A couple from Middlesex have commissioned an architecture studio to build them a solution to flooding − a greenhouse that can be elevated on legs during severe flooding and used to protect their belongings.
Having your home flooded is a horrible experience and various parts of the UK have suffered badly from winter floods, in particular most recently Cumbria and Yorkshire in England, as well as parts of Scotland, Wales, Isle of Man and Ireland.
Erica and Peter are homeowners who live in Middlesex on the bank of the River Thames. Unfortunately, in recent years they have been flooded five times. Unwilling to move from their tranquil riverside home but looking for a solution, the couple decided to talk to an architecture studio, which came up with a solution.
The "Greenhouse that grows legs" is a 312 sq ft flood-proof building made from glue laminated timber sections on a bespoke steel frame, supported on four hydraulic legs that can lift the building 800mm (2.6ft) off the ground on demand.
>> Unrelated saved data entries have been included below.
//! Game phase state machine and score keeping

/// Phase to return to when a pause ends
#[derive(Debug, Clone, Copy, PartialEq, Eq)]
pub enum Resume {
    WaitingToStart,
    Playing,
}

/// Current phase of gameplay
#[derive(Debug, Clone, Copy, PartialEq, Eq, Default)]
pub enum GamePhase {
    /// Ball docked on the paddle, waiting for launch input
    #[default]
    WaitingToStart,
    /// Active gameplay
    Playing,
    /// Every brick destroyed; waiting for restart input
    Win,
    /// Frozen; nothing moves until resumed
    Paused { resume: Resume },
}

/// Inputs to the phase machine
#[derive(Debug, Clone, Copy, PartialEq, Eq)]
pub enum PhaseEvent {
    Launch,
    WallCleared,
    BallLost,
    Restart,
    TogglePause,
}

/// Pure transition function. `None` means the event is ignored in `phase`.
pub fn transition(phase: GamePhase, event: PhaseEvent) -> Option<GamePhase> {
    use GamePhase::*;
    use PhaseEvent::*;

    match (phase, event) {
        (WaitingToStart, Launch) => Some(Playing),
        (Playing, WallCleared) => Some(Win),
        (Playing, BallLost) => Some(WaitingToStart),
        (Win, Restart) => Some(WaitingToStart),
        (WaitingToStart, TogglePause) => Some(Paused {
            resume: Resume::WaitingToStart,
        }),
        (Playing, TogglePause) => Some(Paused {
            resume: Resume::Playing,
        }),
        (Paused { resume }, TogglePause) => Some(match resume {
            Resume::WaitingToStart => WaitingToStart,
            Resume::Playing => Playing,
        }),
        _ => None,
    }
}

/// Owns the phase and the score for one match
#[derive(Debug, Clone, Default)]
pub struct GameStateManager {
    phase: GamePhase,
    score: u64,
}

impl GameStateManager {
    pub fn new() -> Self {
        Self::default()
    }

    #[inline]
    pub fn phase(&self) -> GamePhase {
        self.phase
    }

    #[inline]
    pub fn score(&self) -> u64 {
        self.score
    }

    pub fn is_paused(&self) -> bool {
        matches!(self.phase, GamePhase::Paused { .. })
    }

    /// Apply an event. Returns the new phase if it changed.
    pub fn handle(&mut self, event: PhaseEvent) -> Option<GamePhase> {
        let next = transition(self.phase, event)?;
        log::debug!("Phase {:?} --{:?}--> {:?}", self.phase, event, next);
        self.phase = next;
        Some(next)
    }

    pub fn add_score(&mut self, points: u64) {
        self.score = self.score.saturating_add(points);
    }

    /// Zero the score for a fresh match. The phase is left to `handle`.
    pub fn clear_score(&mut self) {
        self.score = 0;
    }
}
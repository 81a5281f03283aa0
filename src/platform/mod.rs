//! Platform abstraction layer
//!
//! Handles the pieces between the simulation and the outside world:
//! - Time/ticks (fixed-step accumulator)
//! - Input sources (pointer, launch/restart/pause, quit)
//! - The host loop tying input, ticks and rendering together

pub mod input;
pub mod runner;
pub mod time;

pub use input::{AutopilotInput, InputFrame, InputSource, ScriptedInput};
pub use runner::{GameLoop, LoopStats};
pub use time::FixedStep;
"The aim was to construct an experimental building exploring a novel approach to flood defence whilst not compromising the quality of the buildings design. It is a Greenhouse Which Grows Legs, but we think it's also a very nice greenhouse," writes Between Art and Technology (BAT) Studio, an architecture firm based in London.
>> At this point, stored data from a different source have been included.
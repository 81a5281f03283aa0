//! Runtime configuration
//!
//! Loaded once at startup from an optional JSON file. Every field has a
//! default, so a file only needs the values it overrides.

use std::path::Path;

use serde::{Deserialize, Serialize};
use thiserror::Error;

use crate::consts::*;

/// Configuration loading failures (fatal at startup)
#[derive(Debug, Error)]
pub enum ConfigError {
    #[error("failed to read config file {path}: {source}")]
    Io {
        path: String,
        #[source]
        source: std::io::Error,
    },
    #[error("invalid config JSON: {0}")]
    Parse(#[from] serde_json::Error),
}

/// Playfield and timing
#[derive(Debug, Clone, Serialize, Deserialize)]
#[serde(default)]
pub struct WindowConfig {
    pub width: f32,
    pub height: f32,
    /// Simulation updates per second
    pub tick_rate: u32,
}

impl Default for WindowConfig {
    fn default() -> Self {
        Self {
            width: WINDOW_WIDTH,
            height: WINDOW_HEIGHT,
            tick_rate: TICK_RATE,
        }
    }
}

/// Brick wall layout
#[derive(Debug, Clone, Serialize, Deserialize)]
#[serde(default)]
pub struct BrickConfig {
    pub cols: usize,
    pub rows: usize,
    pub width: f32,
    pub height: f32,
    pub padding: f32,
    pub top_margin: f32,
    /// Requested explosive bricks; clamped to the grid size at generation
    pub special_count: usize,
    pub flash_interval_ms: u64,
}

impl Default for BrickConfig {
    fn default() -> Self {
        Self {
            cols: BRICK_COLS,
            rows: BRICK_ROWS,
            width: BRICK_WIDTH,
            height: BRICK_HEIGHT,
            padding: BRICK_PADDING,
            top_margin: BRICK_TOP_MARGIN,
            special_count: SPECIAL_BRICK_COUNT,
            flash_interval_ms: SPECIAL_FLASH_INTERVAL_MS,
        }
    }
}

#[derive(Debug, Clone, Serialize, Deserialize)]
#[serde(default)]
pub struct PaddleConfig {
    /// Initial width as a multiple of the brick width
    pub width_multiplier: f32,
    pub height: f32,
    pub y_offset: f32,
    pub shrink_amount: f32,
    pub min_width: f32,
}

impl Default for PaddleConfig {
    fn default() -> Self {
        Self {
            width_multiplier: PADDLE_WIDTH_MULTIPLIER,
            height: PADDLE_HEIGHT,
            y_offset: PADDLE_Y_OFFSET,
            shrink_amount: PADDLE_SHRINK_AMOUNT,
            min_width: PADDLE_MIN_WIDTH,
        }
    }
}

#[derive(Debug, Clone, Serialize, Deserialize)]
#[serde(default)]
pub struct BallConfig {
    pub radius: f32,
    /// Serve velocity, pixels per tick
    pub speed_x: f32,
    pub speed_y: f32,
    pub follow_distance: f32,
}

impl Default for BallConfig {
    fn default() -> Self {
        Self {
            radius: BALL_RADIUS,
            speed_x: BALL_SPEED_X,
            speed_y: BALL_SPEED_Y,
            follow_distance: BALL_FOLLOW_DISTANCE,
        }
    }
}

#[derive(Debug, Clone, Serialize, Deserialize)]
#[serde(default)]
pub struct ScoringConfig {
    pub points_per_brick: u64,
}

impl Default for ScoringConfig {
    fn default() -> Self {
        Self {
            points_per_brick: SCORE_PER_BRICK,
        }
    }
}

/// Font families tried in order for labels and HUD text
#[derive(Debug, Clone, Serialize, Deserialize)]
#[serde(default)]
pub struct FontConfig {
    pub candidates: Vec<String>,
    pub score_size: u32,
    pub info_size: u32,
    pub banner_size: u32,
}

impl Default for FontConfig {
    fn default() -> Self {
        Self {
            candidates: [
                "Microsoft JhengHei",
                "Microsoft JhengHei UI",
                "Noto Sans CJK TC",
                "PingFang TC",
                "Arial Unicode MS",
            ]
            .iter()
            .map(|s| s.to_string())
            .collect(),
            score_size: 28,
            info_size: 16,
            banner_size: 48,
        }
    }
}

/// Complete game configuration
#[derive(Debug, Clone, Default, Serialize, Deserialize)]
#[serde(default)]
pub struct Config {
    pub window: WindowConfig,
    pub bricks: BrickConfig,
    pub paddle: PaddleConfig,
    pub ball: BallConfig,
    pub scoring: ScoringConfig,
    pub fonts: FontConfig,
}

impl Config {
    /// Parse a JSON document. Missing fields take their defaults.
    pub fn from_json_str(json: &str) -> Result<Self, ConfigError> {
        let config: Config = serde_json::from_str(json)?;
        Ok(config.sanitize())
    }

    /// Load from a JSON file
    pub fn load(path: impl AsRef<Path>) -> Result<Self, ConfigError> {
        let path = path.as_ref();
        let json = std::fs::read_to_string(path).map_err(|source| ConfigError::Io {
            path: path.display().to_string(),
            source,
        })?;
        let config = Self::from_json_str(&json)?;
        log::info!("Loaded config from {}", path.display());
        Ok(config)
    }

    /// Initial paddle width derived from the brick width
    pub fn paddle_initial_width(&self) -> f32 {
        self.bricks.width * self.paddle.width_multiplier
    }

    /// Duration of one simulation tick in seconds
    pub fn tick_dt(&self) -> f32 {
        1.0 / self.window.tick_rate as f32
    }

    /// Replace out-of-range values instead of failing.
    ///
    /// `special_count` is left alone: wall generation clamps it to the
    /// number of bricks.
    pub fn sanitize(mut self) -> Self {
        let defaults = Config::default();

        fn positive(value: &mut f32, fallback: f32, name: &str) {
            if !(value.is_finite() && *value > 0.0) {
                log::warn!("config: {name} = {value} is not positive, using {fallback}");
                *value = fallback;
            }
        }

        positive(&mut self.window.width, defaults.window.width, "window.width");
        positive(&mut self.window.height, defaults.window.height, "window.height");
        positive(&mut self.bricks.width, defaults.bricks.width, "bricks.width");
        positive(&mut self.bricks.height, defaults.bricks.height, "bricks.height");
        positive(
            &mut self.paddle.width_multiplier,
            defaults.paddle.width_multiplier,
            "paddle.width_multiplier",
        );
        positive(&mut self.paddle.height, defaults.paddle.height, "paddle.height");
        positive(&mut self.paddle.min_width, defaults.paddle.min_width, "paddle.min_width");
        positive(&mut self.ball.radius, defaults.ball.radius, "ball.radius");

        if self.window.tick_rate == 0 {
            log::warn!("config: window.tick_rate = 0, using {}", defaults.window.tick_rate);
            self.window.tick_rate = defaults.window.tick_rate;
        }
        if self.bricks.flash_interval_ms == 0 {
            log::warn!(
                "config: bricks.flash_interval_ms = 0, using {}",
                defaults.bricks.flash_interval_ms
            );
            self.bricks.flash_interval_ms = defaults.bricks.flash_interval_ms;
        }
        if self.paddle.shrink_amount < 0.0 {
            log::warn!("config: paddle.shrink_amount is negative, using 0");
            self.paddle.shrink_amount = 0.0;
        }

        let initial = self.paddle_initial_width().min(self.window.width);
        if self.paddle.min_width > initial {
            log::warn!(
                "config: paddle.min_width {} exceeds initial width {initial}, clamping",
                self.paddle.min_width
            );
            self.paddle.min_width = initial;
        }
        if self.paddle_initial_width() > self.window.width {
            log::warn!("config: paddle wider than the playfield, clamping multiplier");
            self.paddle.width_multiplier = self.window.width / self.bricks.width;
        }

        self
    }
}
"The structure of the building itself is formed from glue laminated timber sections. Along the building's most prominent facade, the 'glulam' columns are expressed externally and have mirrors bonded to their sides. The result is an ambiguous visual effect which blurs the building, its contents and its surroundings. As the building becomes established and filled with plants we hope this effect will become better and better."